One of the nice things about Instapaper is that it’s platform agnostic. It’s not trying to keep you in its own ecosystem, the way Apple or Google might. Here’s an example of what I mean. While at my work computer, I happen across a YouTube video, and I want to tag it for watching on my AppleTV at home. But Apple has no interest in playing nicely with Google, so they make it painful to watch YouTube videos. Wouldn’t you rather watch one of *our* videos instead?
I want a universal “later” button that lets me add any resource to a single feed and then lets me sort and filter later in a way that’s appropriate to that device.
Here’s a more advanced scenario to illustrate how it might work:
- In a tweet someone mentions a video of a good conference talk. I add it to my “later feed.” In my car, I open my music player which can see my feed. I filter for videos and select the option to play it back with audio only.

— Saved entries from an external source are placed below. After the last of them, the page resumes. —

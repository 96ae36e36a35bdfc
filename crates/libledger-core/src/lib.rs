//! # libledger-core — Foundational Types
//!
//! The bedrock of the libledger workspace. Defines the type-system
//! primitives that enforce commitment correctness at compile time; every
//! other crate in the workspace depends on it, and it depends on nothing
//! internal.
//!
//! ## Key Design Principles
//!
//! 1. **`CanonicalBytes` newtype.** ALL digest computation flows through
//!    `CanonicalBytes::new()`. No raw `serde_json::to_vec()` for digests.
//!    The same logical block therefore always hashes identically, on every
//!    platform.
//!
//! 2. **`sha256_hex()` accepts only `&CanonicalBytes`.** Compile-time
//!    enforcement that every digest path is canonical.
//!
//! 3. **UTC-only timestamps.** The `Timestamp` type enforces UTC with Z
//!    suffix and seconds precision, matching the canonicalization rules.
//!
//! 4. **Newtype identifiers.** `BookId` is a distinct type with a
//!    content-derived constructor, not a bare string.
//!
//! ## Crate Policy
//!
//! - No dependencies on other `libledger-*` crates (this is the leaf of the DAG).
//! - No `unsafe` code.
//! - No `panic!()` or `.unwrap()` outside tests.

pub mod canonical;
pub mod digest;
pub mod error;
pub mod identity;
pub mod temporal;

// Re-export primary types for ergonomic imports.
pub use canonical::CanonicalBytes;
pub use digest::{sha256_digest, sha256_hex, ContentDigest};
pub use error::{CanonicalizationError, TimestampError};
pub use identity::BookId;
pub use temporal::Timestamp;
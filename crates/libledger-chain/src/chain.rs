//! # The Checkout Chain
//!
//! An ordered sequence of [`Block`]s from genesis to the current tail.
//! The chain exclusively owns its blocks: it is mutated only by [`Chain::append`],
//! never truncated or reordered, and external callers receive read-only views
//! or cloned snapshots.
//!
//! ## Integrity Model
//!
//! 1. Each candidate block is validated against the current tail before it
//!    is retained: linkage, self-commitment, then sequence (short-circuit
//!    in that order).
//! 2. A rejected candidate is returned to the caller as a typed
//!    [`ChainError`]; an append is never a fire-and-forget mutation.
//! 3. [`Chain::verify`] re-walks the full sequence, so any retroactive edit
//!    of stored history surfaces as a hash mismatch.

use crate::block::Block;
use crate::error::ChainError;
use crate::event::CheckoutEvent;

/// The append-only checkout ledger.
///
/// ## Concurrency
///
/// `Chain` itself is single-owner. Callers sharing it across threads must
/// serialize `append` (the HTTP layer wraps it in a mutex), so that
/// "read tail → build candidate → validate → push" is one atomic unit and
/// the chain can never hold duplicate or gapped positions.
#[derive(Debug)]
pub struct Chain {
    blocks: Vec<Block>,
}

impl Chain {
    /// Create a chain containing exactly the genesis block.
    ///
    /// The genesis block is the trust anchor; every later validation traces
    /// back to it. There is no externally observable uninitialized state.
    pub fn genesis() -> Result<Self, ChainError> {
        Ok(Self {
            blocks: vec![Block::genesis()?],
        })
    }

    /// Number of blocks in the chain. Always at least 1.
    pub fn height(&self) -> u64 {
        self.blocks.len() as u64
    }

    /// The most recently appended block.
    pub fn tail(&self) -> &Block {
        // Non-empty by construction: genesis() seeds one block and append
        // only grows the sequence.
        &self.blocks[self.blocks.len() - 1]
    }

    /// Read-only view of the full chain in position order, genesis first.
    pub fn blocks(&self) -> &[Block] {
        &self.blocks
    }

    /// Cloned copy of the full chain for external serialization.
    pub fn snapshot(&self) -> Vec<Block> {
        self.blocks.clone()
    }

    /// Append a checkout event to the chain.
    ///
    /// Constructs a candidate block referencing the current tail, validates
    /// it with [`Chain::validate_link`], and retains it only if every check
    /// passes. On success the sequence grows by exactly one element and the
    /// committed block is returned; no other state changes.
    ///
    /// # Errors
    ///
    /// Construction faults ([`ChainError::PositionExhausted`],
    /// [`ChainError::Canonicalization`]) and validation rejections
    /// ([`ChainError::LinkageViolation`], [`ChainError::IntegrityViolation`],
    /// [`ChainError::SequenceViolation`]) are all surfaced to the caller;
    /// a rejected event is never silently dropped.
    pub fn append(&mut self, payload: CheckoutEvent) -> Result<Block, ChainError> {
        let candidate = Block::next(self.tail(), payload)?;
        Self::validate_link(&candidate, self.tail())?;
        self.blocks.push(candidate.clone());
        Ok(candidate)
    }

    /// The acceptance rule for a candidate block against the current tail.
    ///
    /// Checks are evaluated in order with short-circuit on first failure:
    ///
    /// 1. Linkage: `candidate.previous_hash == tail.hash`.
    /// 2. Self-consistency: the candidate's stored hash reproduces from its
    ///    own fields.
    /// 3. Sequence: `candidate.position == tail.position + 1`.
    pub fn validate_link(candidate: &Block, tail: &Block) -> Result<(), ChainError> {
        if candidate.previous_hash != tail.hash {
            return Err(ChainError::LinkageViolation {
                position: candidate.position,
                candidate: candidate.previous_hash.clone(),
                tail: tail.hash.clone(),
            });
        }
        if !candidate.verify_commitment(&candidate.hash) {
            return Err(ChainError::IntegrityViolation {
                position: candidate.position,
            });
        }
        let expected = tail.position.checked_add(1).ok_or(ChainError::PositionExhausted {
            position: tail.position,
        })?;
        if candidate.position != expected {
            return Err(ChainError::SequenceViolation {
                expected,
                actual: candidate.position,
            });
        }
        Ok(())
    }

    /// Audit the full chain from genesis to tail.
    ///
    /// Verifies the genesis shape (position 0, empty previous hash, genesis
    /// payload), every adjacent linkage and position step, and every block's
    /// self-commitment. Returns the first violation found; an
    /// [`ChainError::IntegrityViolation`] from this walk means stored
    /// history has been altered.
    pub fn verify(&self) -> Result<(), ChainError> {
        let genesis = &self.blocks[0];
        if genesis.position != 0 || !genesis.previous_hash.is_empty() || !genesis.payload.is_genesis
        {
            return Err(ChainError::IntegrityViolation { position: genesis.position });
        }
        for block in &self.blocks {
            if !block.verify_commitment(&block.hash) {
                return Err(ChainError::IntegrityViolation {
                    position: block.position,
                });
            }
        }
        for pair in self.blocks.windows(2) {
            Self::validate_link(&pair[1], &pair[0])?;
        }
        Ok(())
    }
}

This sort of thing isn’t hard, but it should be much much easier. Plenty of smart people are thinking about this. So tell me: what’s the right vocabulary here? General Systems Theory people call these stocks and flows of information. They’re related to Twitter feeds, Google+ Circle streams and Facebook activity feeds. Until someone tells me the canonical nomenclature, I’m going to refer to it as Latering cool stuff to my Universal Later Feed.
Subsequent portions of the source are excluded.